• TASK STATEMENT: Read the records below. Copy each line where the string "impl" occurs.

• INFORMATION:

//! Values as a store driver returns them.

/// A value returned by a store read, before any text decoding.
///
/// Scalars are byte strings; collections nest further raw values. Scores of
/// sorted sets arrive as [`RawValue::Float`].
#[derive(Clone, Debug, PartialEq)]
pub enum RawValue {
    /// No value.
    Nil,
    /// An integer reply.
    Int(i64),
    /// A floating-point reply.
    Float(f64),
    /// A byte string.
    Bytes(Vec<u8>),
    /// An ordered sequence.
    Array(Vec<RawValue>),
    /// A sequence of key/value pairs.
    Map(Vec<(RawValue, RawValue)>),
}

impl RawValue {
    /// Build a byte-string value.
    pub fn bytes(data: impl Into<Vec<u8>>) -> Self {
        RawValue::Bytes(data.into())
    }

    /// Build an array of byte strings.
    pub fn byte_array<I, B>(items: I) -> Self
    where
        I: IntoIterator<Item = B>,
        B: Into<Vec<u8>>,
    {
        RawValue::Array(items.into_iter().map(RawValue::bytes).collect())
    }

    /// Returns the byte string, if this is one.
    pub fn as_bytes(&self) -> Option<&[u8]> {
        match self {
            RawValue::Bytes(b) => Some(b),
            _ => None,
        }
    }
}

impl From<Vec<u8>> for RawValue {
    fn from(data: Vec<u8>) -> Self {
        RawValue::Bytes(data)
    }
}

impl From<&str> for RawValue {
    fn from(text: &str) -> Self {
        RawValue::Bytes(text.as_bytes().to_vec())
    }
}

impl From<f64> for RawValue {
    fn from(score: f64) -> Self {
        RawValue::Float(score)
    }
}

impl From<i64> for RawValue {
    fn from(n: i64) -> Self {
        RawValue::Int(n)
    }
}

• RESULT BELOW:
impl RawValue {
    pub fn bytes(data: impl Into<Vec<u8>>) -> Self {
impl From<Vec<u8>> for RawValue {
impl From<&str> for RawValue {
impl From<f64> for RawValue {
impl From<i64> for RawValue {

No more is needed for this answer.